Baltimore Lab School (BLS) is a nonpublic special education school for children diagnosed with learning disabilities and ADHD in grades 1–12. It is located in Baltimore, Maryland, in Goucher Hall, one of the historic Old Goucher College Buildings. The school was founded in September 2000 as a division of its parent school in Washington D.C., The Lab School of Washington. Both schools were founded by Sally L. Smith, a nationally recognized leader in special education, who then continued as their administrator until her death in 2007.

BLS offers its students and the public clinical services, including speech-language therapy, occupational therapy, and counseling services. Individual or small group related service sessions are offered on an outpatient basis or through pull-out or push-in services for an extra fee. All students are able to benefit from these on-site specialists through services integrated into the classroom. In addition to related services and specialized instruction, students may be provided intervention by working with reading specialists and math specialists. BLS offers a low student-to-staff ratio, multi-sensory curriculum, and an arts-integrated methodology.

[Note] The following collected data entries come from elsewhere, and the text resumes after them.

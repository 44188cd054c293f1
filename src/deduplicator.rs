use alloc::collections::BTreeMap;
use alloc::vec::Vec;

use tracing::{debug, error};

use crate::{CausalityViolation, EntityId, Message, ReceiveBuffer, Timestamp, TimestampExhausted};

/// Per-entity deduplication and causal-reordering state.
///
/// Owned by exactly one entity instance and mutated only during that
/// entity's serialized turns. Outgoing messages are stamped with
/// [`send`](Self::send); inbound messages pass through
/// [`receive`](Self::receive), which releases them exactly once, in the
/// order their sender produced them. [`collect`](Self::collect) prunes
/// tracking state once a linger watermark proves it unnecessary.
///
/// Ordering is guaranteed per (sender, destination) chain only; messages
/// from different origins are released independently as they arrive.
///
/// # Example
///
/// ```
/// use causal_dedup::{Deduplicator, Timestamp};
///
/// let mut a = Deduplicator::new("a");
/// let mut b = Deduplicator::new("b");
///
/// let now = Timestamp::from_ticks(100);
/// let first = a.send(&"b".into(), "first", now);
/// let second = a.send(&"b".into(), "second", now); // clock did not move
///
/// // The transport reorders and duplicates.
/// assert!(b.receive(second.clone()).unwrap().is_empty());
/// let delivered = b.receive(first.clone()).unwrap();
/// assert_eq!(delivered.len(), 2);
/// assert!(b.receive(second).unwrap().is_empty());
/// ```
#[derive(Debug, Clone, PartialEq, Eq)]
#[cfg_attr(feature = "serde", derive(serde::Serialize, serde::Deserialize))]
#[cfg_attr(
    feature = "serde",
    serde(bound(deserialize = "P: serde::Deserialize<'de>"))
)]
pub struct Deduplicator<P> {
    #[cfg_attr(feature = "serde", serde(skip))]
    id: EntityId,
    #[cfg_attr(
        feature = "serde",
        serde(default, skip_serializing_if = "BTreeMap::is_empty")
    )]
    sent: BTreeMap<EntityId, Timestamp>,
    #[cfg_attr(
        feature = "serde",
        serde(default, skip_serializing_if = "BTreeMap::is_empty")
    )]
    received: BTreeMap<EntityId, ReceiveBuffer<P>>,
}

/// What a [`Deduplicator::collect`] sweep removed.
#[derive(Debug, Clone, Copy, PartialEq, Eq, Default)]
pub struct CollectStats {
    /// Destination entries dropped from the send log.
    pub sent_removed: usize,
    /// Origin buffers dropped from the receive side.
    pub received_removed: usize,
}

impl CollectStats {
    /// Whether the sweep removed nothing.
    #[must_use]
    pub fn is_empty(&self) -> bool {
        self.sent_removed == 0 && self.received_removed == 0
    }
}

impl<P> Deduplicator<P> {
    /// Create empty state for the entity `id`.
    pub fn new(id: impl Into<EntityId>) -> Self {
        Self {
            id: id.into(),
            sent: BTreeMap::new(),
            received: BTreeMap::new(),
        }
    }

    /// The owning entity.
    #[must_use]
    pub fn id(&self) -> &EntityId {
        &self.id
    }

    /// Attach the owning entity's id. The id is not persisted, so state
    /// loaded from storage must be rebound before sending.
    pub fn rebind(&mut self, id: impl Into<EntityId>) {
        self.id = id.into();
    }

    /// Stamp an outgoing message for `destination`.
    ///
    /// The returned message carries this entity as sender, a timestamp
    /// strictly after anything previously sent to `destination` (using
    /// `last + ε` when `now` has not advanced past it) and the previous
    /// timestamp as its predecessor.
    ///
    /// A chain that already reached `u64::MAX` ticks has no later
    /// timestamp: the exhaustion is logged at `error!` and the message is
    /// stamped with the last timestamp again, which the receiver drops as a
    /// duplicate. Use [`try_send`](Self::try_send) to observe this case.
    pub fn send(&mut self, destination: &EntityId, payload: P, now: Timestamp) -> Message<P> {
        match self.next_timestamp(destination, now) {
            Ok((timestamp, predecessor)) => self.stamp(destination, timestamp, predecessor, payload),
            Err(exhausted) => {
                error!(entity = %self.id, %exhausted, "send timestamps exhausted");
                let last = exhausted.last;
                Message::from_parts(self.id.clone(), last, Some(last), payload)
            }
        }
    }

    /// Like [`send`](Self::send), but fails instead of emitting a message
    /// the receiver would discard.
    ///
    /// # Errors
    ///
    /// [`TimestampExhausted`] if the chain to `destination` already reached
    /// `u64::MAX` ticks. The state is not modified.
    pub fn try_send(
        &mut self,
        destination: &EntityId,
        payload: P,
        now: Timestamp,
    ) -> Result<Message<P>, TimestampExhausted> {
        let (timestamp, predecessor) = self.next_timestamp(destination, now)?;
        Ok(self.stamp(destination, timestamp, predecessor, payload))
    }

    fn next_timestamp(
        &self,
        destination: &EntityId,
        now: Timestamp,
    ) -> Result<(Timestamp, Option<Timestamp>), TimestampExhausted> {
        let Some(last) = self.sent.get(destination).copied() else {
            return Ok((now, None));
        };
        if now > last {
            return Ok((now, Some(last)));
        }
        match last.checked_successor() {
            Some(next) => Ok((next, Some(last))),
            None => Err(TimestampExhausted {
                destination: destination.clone(),
                last,
            }),
        }
    }

    fn stamp(
        &mut self,
        destination: &EntityId,
        timestamp: Timestamp,
        predecessor: Option<Timestamp>,
        payload: P,
    ) -> Message<P> {
        self.sent.insert(destination.clone(), timestamp);
        Message::from_parts(self.id.clone(), timestamp, predecessor, payload)
    }

    /// Accept one inbound message.
    ///
    /// Returns the messages from the same origin that are now deliverable,
    /// in the order they were sent. Duplicates yield nothing; messages that
    /// arrive ahead of their predecessor are held until the gap closes.
    ///
    /// # Errors
    ///
    /// Returns [`CausalityViolation`] when the message contradicts the
    /// origin's already-delivered chain. The state is not modified and the
    /// caller must abort the current turn.
    pub fn receive(&mut self, message: Message<P>) -> Result<Vec<Message<P>>, CausalityViolation> {
        self.received
            .entry(message.sender().clone())
            .or_default()
            .accept(message)
    }

    /// Drop tracking state that can no longer affect delivery.
    ///
    /// `linger_limit` is a watermark below which no message for this entity
    /// can still be in flight. Send entries older than the limit are
    /// dropped, as are receive buffers whose last delivery is older and that
    /// hold no buffered messages. A buffer with an unresolved gap is kept
    /// regardless of age.
    pub fn collect(&mut self, linger_limit: Timestamp) -> CollectStats {
        let sent_before = self.sent.len();
        self.sent.retain(|_, last| *last >= linger_limit);

        let received_before = self.received.len();
        self.received
            .retain(|_, buffer| !buffer.is_collectible(linger_limit));

        let stats = CollectStats {
            sent_removed: sent_before - self.sent.len(),
            received_removed: received_before - self.received.len(),
        };
        if !stats.is_empty() {
            debug!(
                entity = %self.id,
                %linger_limit,
                sent_removed = stats.sent_removed,
                received_removed = stats.received_removed,
                "collected deduplication state"
            );
        }
        stats
    }

    /// Last timestamp sent to `destination`, if still tracked.
    #[must_use]
    pub fn last_sent(&self, destination: &EntityId) -> Option<Timestamp> {
        self.sent.get(destination).copied()
    }

    /// The receive buffer for `origin`, if still tracked.
    #[must_use]
    pub fn receive_buffer(&self, origin: &EntityId) -> Option<&ReceiveBuffer<P>> {
        self.received.get(origin)
    }

    /// Total number of messages waiting for a predecessor, across origins.
    #[must_use]
    pub fn buffered_len(&self) -> usize {
        self.received.values().map(ReceiveBuffer::buffered_len).sum()
    }

    /// Whether there is no tracking state at all.
    #[must_use]
    pub fn is_empty(&self) -> bool {
        self.sent.is_empty() && self.received.is_empty()
    }
}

BLS is a training site for interns from Loyola University, Towson University, Goucher College, and Maryland Institute College of Art. These students complete an internship under the supervision of Baltimore Lab's teaching staff. Baltimore Lab School faculty members are invited to speak at local universities and professional conferences.

The school also offers after-school activities and sports, such as indoor rock-climbing, tennis, track and field, basketball, and swimming, as well as many field trips to further enhance the learning experience of students. BaLS also partners with the Chesapeake Bay Foundation to organize a multitude of outdoor learning experiences for students of all ages and is a certified Green School.

In March 2014, Baltimore Lab School began operating fully independently from Lab School of Washington. The building that houses the school was purchased from Washington Lab.